The students in my Evidence-Based Management course at the University of Cape Town are almost all just out of secondary school, and I suspect that my answer to Laura’s question would be very different if the course was being taught to graduate students in an MBA class. Generally, I’d have to argue that teaching Evidence-Based anything would require the students to have some understanding of what evidence is, when it is needed, and what to do with it. So while we would hope that graduate students know some of this already, we can’t take that knowledge for granted. If your students don’t understand the basics of scientific reasoning, teaching them EBMgt may well end up being a simple installation of various principles that they could proceed to treat as dogma, thereby remaining as uncritical as they were when starting the course. So yes, where students don’t have the knowledge in question, it would be a professor’s responsibility to instruct students on how to be critical thinkers first, before embarking on any discussion of application of principles in critical reasoning, such as EBMgt.

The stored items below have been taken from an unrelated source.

// Copyright (c) 2025-2026 Adrian Robinson. Licensed under the AGPL-3.0.
// See LICENSE file in the project root for full license text.

//! HTTP API.
//!
//! JSON endpoints over a shared [`ReplicationService`]. Other nodes sync
//! into this one through the same truth endpoints local clients use, so a
//! node is both a sync source and a sync target.
//!
//! # Errors
//!
//! Every failure is returned as `{"error": "<message>"}`:
//!
//! | Error | Status |
//! |-------|--------|
//! | `Validation`, malformed body or path | 400 |
//! | missing/malformed bearer token | 401 |
//! | unknown bearer token | 403 |
//! | `NotFound` | 404 |
//! | `Conflict` | 409 |
//! | sync transport failure | 502 |
//! | store/internal | 500 |
//!
//! # Authorisation
//!
//! With an empty `auth.allowed_tokens` list the API is open. Otherwise the
//! handshake and receive endpoints require a listed bearer token, and any
//! other request that presents an `Authorization` header must present a
//! listed one.

use crate::config::{AuthConfig, MAX_PAGE_LIMIT};
use crate::error::ReplicationError;
use crate::metrics;
use crate::model::{NodeId, Truth, TruthId, TruthPayload};
use crate::peer::PeerConnector;
use crate::service::{HealthCheck, ReplicationService, SearchKind};
use axum::{
    extract::{
        rejection::{JsonRejection, PathRejection, QueryRejection},
        Path, Query, Request, State,
    },
    http::{header, HeaderMap, StatusCode},
    middleware::{self, Next},
    response::{IntoResponse, Response},
    routing::{delete, get, post},
    Json, Router,
};
use serde::Deserialize;
use serde_json::{json, Map, Value};
use std::collections::BTreeSet;
use std::future::Future;
use std::sync::Arc;
use thiserror::Error;
use tokio::net::TcpListener;
use tower_http::trace::TraceLayer;
use tracing::{debug, error, info};

type SharedService<C> = Arc<ReplicationService<C>>;

const HANDSHAKE_PATH: &str = "/api/replication/handshake";
const RECEIVE_PATH: &str = "/api/replication/receive";

const DEFAULT_SEARCH_LIMIT: usize = 5;
const DEFAULT_TOPIC_LIMIT: usize = 10;

// ============================================================================
// Errors
// ============================================================================

/// A failed request.
#[derive(Debug, Error)]
pub enum ApiError {
    #[error(transparent)]
    Service(#[from] ReplicationError),

    #[error("{0}")]
    Unauthorized(String),

    #[error("Unauthorized")]
    Forbidden,
}

impl ApiError {
    fn invalid(e: impl std::fmt::Display) -> Self {
        Self::Service(ReplicationError::validation(e.to_string()))
    }

    pub fn status(&self) -> StatusCode {
        match self {
            Self::Service(e) => match e {
                ReplicationError::Validation(_) => StatusCode::BAD_REQUEST,
                ReplicationError::NotFound { .. } => StatusCode::NOT_FOUND,
                ReplicationError::Conflict { .. } => StatusCode::CONFLICT,
                ReplicationError::Store(_)
                | ReplicationError::Config(_)
                | ReplicationError::Internal(_) => StatusCode::INTERNAL_SERVER_ERROR,
            },
            Self::Unauthorized(_) => StatusCode::UNAUTHORIZED,
            Self::Forbidden => StatusCode::FORBIDDEN,
        }
    }

    fn kind_label(&self) -> &'static str {
        match self {
            Self::Service(e) => e.kind_label(),
            Self::Unauthorized(_) => "unauthorized",
            Self::Forbidden => "forbidden",
        }
    }
}

impl IntoResponse for ApiError {
    fn into_response(self) -> Response {
        let status = self.status();
        if status.is_server_error() {
            error!(status = status.as_u16(), error = %self, "Request failed");
        } else {
            debug!(status = status.as_u16(), error = %self, "Request rejected");
        }
        metrics::record_error(self.kind_label());
        (status, Json(json!({ "error": self.to_string() }))).into_response()
    }
}

type ApiResult<T> = Result<T, ApiError>;

fn accept<T, R: std::fmt::Display>(extracted: Result<T, R>) -> ApiResult<T> {
    extracted.map_err(ApiError::invalid)
}

// ============================================================================
// Authorisation
// ============================================================================

/// Check the bearer token in `headers` against `auth`.
///
/// `required` is set for endpoints that must not be reached anonymously
/// once an allow-list exists.
pub fn authorize(headers: &HeaderMap, auth: &AuthConfig, required: bool) -> ApiResult<()> {
    if auth.is_open() {
        return Ok(());
    }

    let value = match headers.get(header::AUTHORIZATION) {
        Some(value) => value,
        None if required => return Err(ApiError::Unauthorized("Missing bearer token".into())),
        None => return Ok(()),
    };

    let token = value
        .to_str()
        .ok()
        .and_then(|v| v.strip_prefix("Bearer "))
        .map(str::trim)
        .filter(|t| !t.is_empty());

    match token {
        Some(token) if auth.allows(token) => Ok(()),
        Some(_) => Err(ApiError::Forbidden),
        None => Err(ApiError::Unauthorized("Malformed authorization header".into())),
    }
}

async fn check_bearer<C: PeerConnector>(
    State(service): State<SharedService<C>>,
    request: Request,
    next: Next,
) -> Response {
    let path = request.uri().path();
    let required = path == HANDSHAKE_PATH || path == RECEIVE_PATH;

    if let Err(e) = authorize(request.headers(), &service.config().auth, required) {
        return e.into_response();
    }
    next.run(request).await
}

// ============================================================================
// Router
// ============================================================================

/// Build the full API router over `service`.
pub fn router<C: PeerConnector>(service: SharedService<C>) -> Router {
    Router::new()
        .merge(truth_routes::<C>())
        .merge(replication_routes::<C>())
        .layer(middleware::from_fn_with_state(service.clone(), check_bearer::<C>))
        .with_state(service)
        .layer(TraceLayer::new_for_http())
}

/// Serve the API on `listener` until `shutdown` resolves.
pub async fn serve<C, F>(service: SharedService<C>, listener: TcpListener, shutdown: F) -> std::io::Result<()>
where
    C: PeerConnector,
    F: Future<Output = ()> + Send + 'static,
{
    if let Ok(addr) = listener.local_addr() {
        info!(%addr, node_id = %service.node_id(), "API listening");
    }
    axum::serve(listener, router(service))
        .with_graceful_shutdown(shutdown)
        .await
}

// ============================================================================
// Truth Routes
// ============================================================================

fn truth_routes<C: PeerConnector>() -> Router<SharedService<C>> {
    Router::new()
        .route("/api/truth/add", post(add_truth::<C>))
        .route("/api/truth/search", get(search_truths::<C>))
        .route("/api/truth/by-topic/:topic", get(truths_by_topic::<C>))
        .route("/api/truth/delete/:id", delete(delete_truth::<C>))
        .route("/api/truth/all", get(list_truths::<C>))
        .route("/api/truth/topics", get(list_topics::<C>))
        .route("/api/truth/:id", get(get_truth::<C>))
        .route("/api/truth/:id/topics", post(append_topics::<C>))
}

#[derive(Debug, Deserialize)]
struct AddTruthRequest {
    content: Option<String>,
    source: Option<String>,
    #[serde(default)]
    topics: Vec<String>,
}

async fn add_truth<C: PeerConnector>(
    State(service): State<SharedService<C>>,
    body: Result<Json<AddTruthRequest>, JsonRejection>,
) -> ApiResult<Json<Value>> {
    let Json(req) = accept(body)?;
    let content = req.content.unwrap_or_default();

    let truth = service
        .add_truth(&content, req.source.as_deref(), &req.topics)
        .await?;

    Ok(Json(json!({
        "id": truth.id,
        "message": "Truth added successfully",
        "topics": truth.topics,
    })))
}

#[derive(Debug, Deserialize)]
struct SearchParams {
    query: Option<String>,
    #[serde(rename = "type")]
    kind: Option<String>,
    limit: Option<usize>,
}

async fn search_truths<C: PeerConnector>(
    State(service): State<SharedService<C>>,
    params: Result<Query<SearchParams>, QueryRejection>,
) -> ApiResult<Json<Value>> {
    let Query(params) = accept(params)?;
    let kind = SearchKind::parse(params.kind.as_deref())?;
    let limit = params.limit.unwrap_or(DEFAULT_SEARCH_LIMIT);

    let results = service
        .search_truths(params.query.as_deref().unwrap_or_default(), kind, limit)
        .await?;
    Ok(Json(json!({ "results": results })))
}

#[derive(Debug, Deserialize)]
struct LimitParams {
    limit: Option<usize>,
}

async fn truths_by_topic<C: PeerConnector>(
    State(service): State<SharedService<C>>,
    topic: Result<Path<String>, PathRejection>,
    params: Result<Query<LimitParams>, QueryRejection>,
) -> ApiResult<Json<Value>> {
    let Path(topic) = accept(topic)?;
    let Query(params) = accept(params)?;

    let results = service
        .truths_by_topic(&topic, params.limit.unwrap_or(DEFAULT_TOPIC_LIMIT))
        .await?;
    Ok(Json(json!({ "topic": topic, "results": results })))
}

async fn get_truth<C: PeerConnector>(
    State(service): State<SharedService<C>>,
    id: Result<Path<TruthId>, PathRejection>,
) -> ApiResult<Json<Truth>> {
    let Path(id) = accept(id)?;
    Ok(Json(service.get_truth(id).await?))
}

#[derive(Debug, Deserialize)]
struct AppendTopicsRequest {
    #[serde(default)]
    topics: Vec<String>,
}

async fn append_topics<C: PeerConnector>(
    State(service): State<SharedService<C>>,
    id: Result<Path<TruthId>, PathRejection>,
    body: Result<Json<AppendTopicsRequest>, JsonRejection>,
) -> ApiResult<Json<Truth>> {
    let Path(id) = accept(id)?;
    let Json(req) = accept(body)?;
    if req.topics.iter().all(|t| t.trim().is_empty()) {
        return Err(ApiError::invalid("Topics are required"));
    }

    Ok(Json(service.append_topics(id, &req.topics).await?))
}

async fn delete_truth<C: PeerConnector>(
    State(service): State<SharedService<C>>,
    id: Result<Path<TruthId>, PathRejection>,
) -> ApiResult<Json<Value>> {
    let Path(id) = accept(id)?;
    service.delete_truth(id).await?;
    Ok(Json(json!({ "message": "Truth deleted successfully" })))
}

#[derive(Debug, Deserialize)]
struct PageParams {
    offset: Option<usize>,
    limit: Option<usize>,
}

async fn list_truths<C: PeerConnector>(
    State(service): State<SharedService<C>>,
    params: Result<Query<PageParams>, QueryRejection>,
) -> ApiResult<Json<Value>> {
    let Query(params) = accept(params)?;

    let truths = match (params.offset, params.limit) {
        (None, None) => service.list_truths().await?,
        (offset, limit) => {
            let limit = limit.unwrap_or(MAX_PAGE_LIMIT).min(MAX_PAGE_LIMIT);
            service.list_truths_page(offset.unwrap_or(0), limit).await?
        }
    };
    Ok(Json(json!({ "truths": truths })))
}

async fn list_topics<C: PeerConnector>(State(service): State<SharedService<C>>) -> ApiResult<Json<Value>> {
    let topics = service.list_topics().await?;
    Ok(Json(json!({ "topics": topics })))
}

// ============================================================================
// Replication Routes
// ============================================================================

fn replication_routes<C: PeerConnector>() -> Router<SharedService<C>> {
    Router::new()
        .route("/api/replication/nodes", get(list_nodes::<C>).post(add_node::<C>))
        .route("/api/replication/nodes/:id", delete(delete_node::<C>))
        .route("/api/replication/sync/:id", post(sync_node::<C>))
        .route(HANDSHAKE_PATH, get(handshake::<C>))
        .route(RECEIVE_PATH, post(receive_truths::<C>))
        .route("/api/replication/health", get(health::<C>))
}

async fn list_nodes<C: PeerConnector>(State(service): State<SharedService<C>>) -> ApiResult<Json<Value>> {
    let nodes = service.list_nodes().await?;
    Ok(Json(json!({ "nodes": nodes })))
}

#[derive(Debug, Deserialize)]
struct AddNodeRequest {
    name: Option<String>,
    endpoint: Option<String>,
    api_key: Option<String>,
}

/// Node status is derived from sync results, so a body naming `status`
/// is refused even when the value is `null`.
async fn add_node<C: PeerConnector>(
    State(service): State<SharedService<C>>,
    body: Result<Json<Map<String, Value>>, JsonRejection>,
) -> ApiResult<Json<Value>> {
    let Json(body) = accept(body)?;
    if body.contains_key("status") {
        return Err(ApiError::invalid("Node status is derived from sync results and cannot be set"));
    }
    let req: AddNodeRequest = accept(serde_json::from_value(Value::Object(body)))?;
    let (name, endpoint) = match (req.name, req.endpoint) {
        (Some(name), Some(endpoint)) => (name, endpoint),
        _ => return Err(ApiError::invalid("Name and endpoint are required")),
    };

    let node = service
        .add_node(&name, &endpoint, req.api_key.as_deref())
        .await?;
    Ok(Json(json!({
        "id": node.id,
        "message": "Node added successfully",
    })))
}

async fn delete_node<C: PeerConnector>(
    State(service): State<SharedService<C>>,
    id: Result<Path<NodeId>, PathRejection>,
) -> ApiResult<Json<Value>> {
    let Path(id) = accept(id)?;
    service.delete_node(id).await?;
    Ok(Json(json!({ "message": "Node deleted successfully" })))
}

async fn sync_node<C: PeerConnector>(
    State(service): State<SharedService<C>>,
    id: Result<Path<NodeId>, PathRejection>,
) -> ApiResult<Response> {
    let Path(id) = accept(id)?;
    let result = service.sync_node(id).await?;

    let response = match result.error {
        None => (
            StatusCode::OK,
            Json(json!({
                "message": "Sync successful",
                "synced_truths": result.synced_count,
            })),
        ),
        Some(error) => (
            StatusCode::BAD_GATEWAY,
            Json(json!({
                "error": error,
                "synced_truths": result.synced_count,
            })),
        ),
    };
    Ok(response.into_response())
}

async fn handshake<C: PeerConnector>(State(service): State<SharedService<C>>) -> Json<Value> {
    Json(json!({
        "node_id": service.node_id(),
        "message": "Handshake successful",
    }))
}

/// Inbound entry. Extra fields a peer sends (`id`, timestamps) are ignored.
#[derive(Debug, Deserialize)]
struct InboundTruth {
    #[serde(default)]
    content: String,
    source: Option<String>,
    #[serde(default)]
    topics: BTreeSet<String>,
}

#[derive(Debug, Deserialize)]
struct ReceiveRequest {
    #[serde(default)]
    truths: Vec<InboundTruth>,
}

async fn receive_truths<C: PeerConnector>(
    State(service): State<SharedService<C>>,
    body: Result<Json<ReceiveRequest>, JsonRejection>,
) -> ApiResult<Json<Value>> {
    let Json(req) = accept(body)?;
    let batch = req
        .truths
        .into_iter()
        .map(|t| TruthPayload {
            content: t.content,
            source: t.source,
            topics: t.topics,
        })
        .collect();

    let summary = service.receive_truths(batch).await?;
    Ok(Json(json!({
        "message": format!("Successfully received {} truths", summary.received),
        "received": summary.received,
        "created": summary.created,
    })))
}

async fn health<C: PeerConnector>(State(service): State<SharedService<C>>) -> Json<HealthCheck> {
    Json(service.health().await)
}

The job is perhaps easier at undergraduate level, such as in my course. There, it’s almost invariably the case that students have not been exposed to the principles of drawing conclusions based on the available evidence, and are quite comfortable with holding contradictory or incoherent beliefs, simply because they have never been exposed to the contradictions or incoherencies. In this context, teaching EBMgt starts with general principles of scientific thinking and critical reasoning, and often ends there too, because as anyone who teaches this material work knows, there is much work to do in terms of undermining the prejudices and lazy thinking habits that permeate the cognitive processes of the average student. It’s only once the fundamentals of reasoning are in place that we can begin to talk, and think, about more complex cases of evidence-based reasoning in professional practice.

A fantastic recent book that I’ll be adding to my course as suggested reading is Ben Goldacre’s Bad Science, which does a terrific job (as regular readers of his blog and Guardian column will know) of highlighting and explaining some of the obvious ways in which our species makes life so much harder for ourselves, through constantly believing the most crazy things simply because we’re too lazy (and often unprepared) to think about them.

Developing better managers is certainly a positive result, but it pales into insignificance when compared with developing better thinkers more generally. Some of those thinkers may go on to be good managers, but in the meanwhile, we’ve also hopefully helped to produce a few good teachers, plumbers, doctors and parents.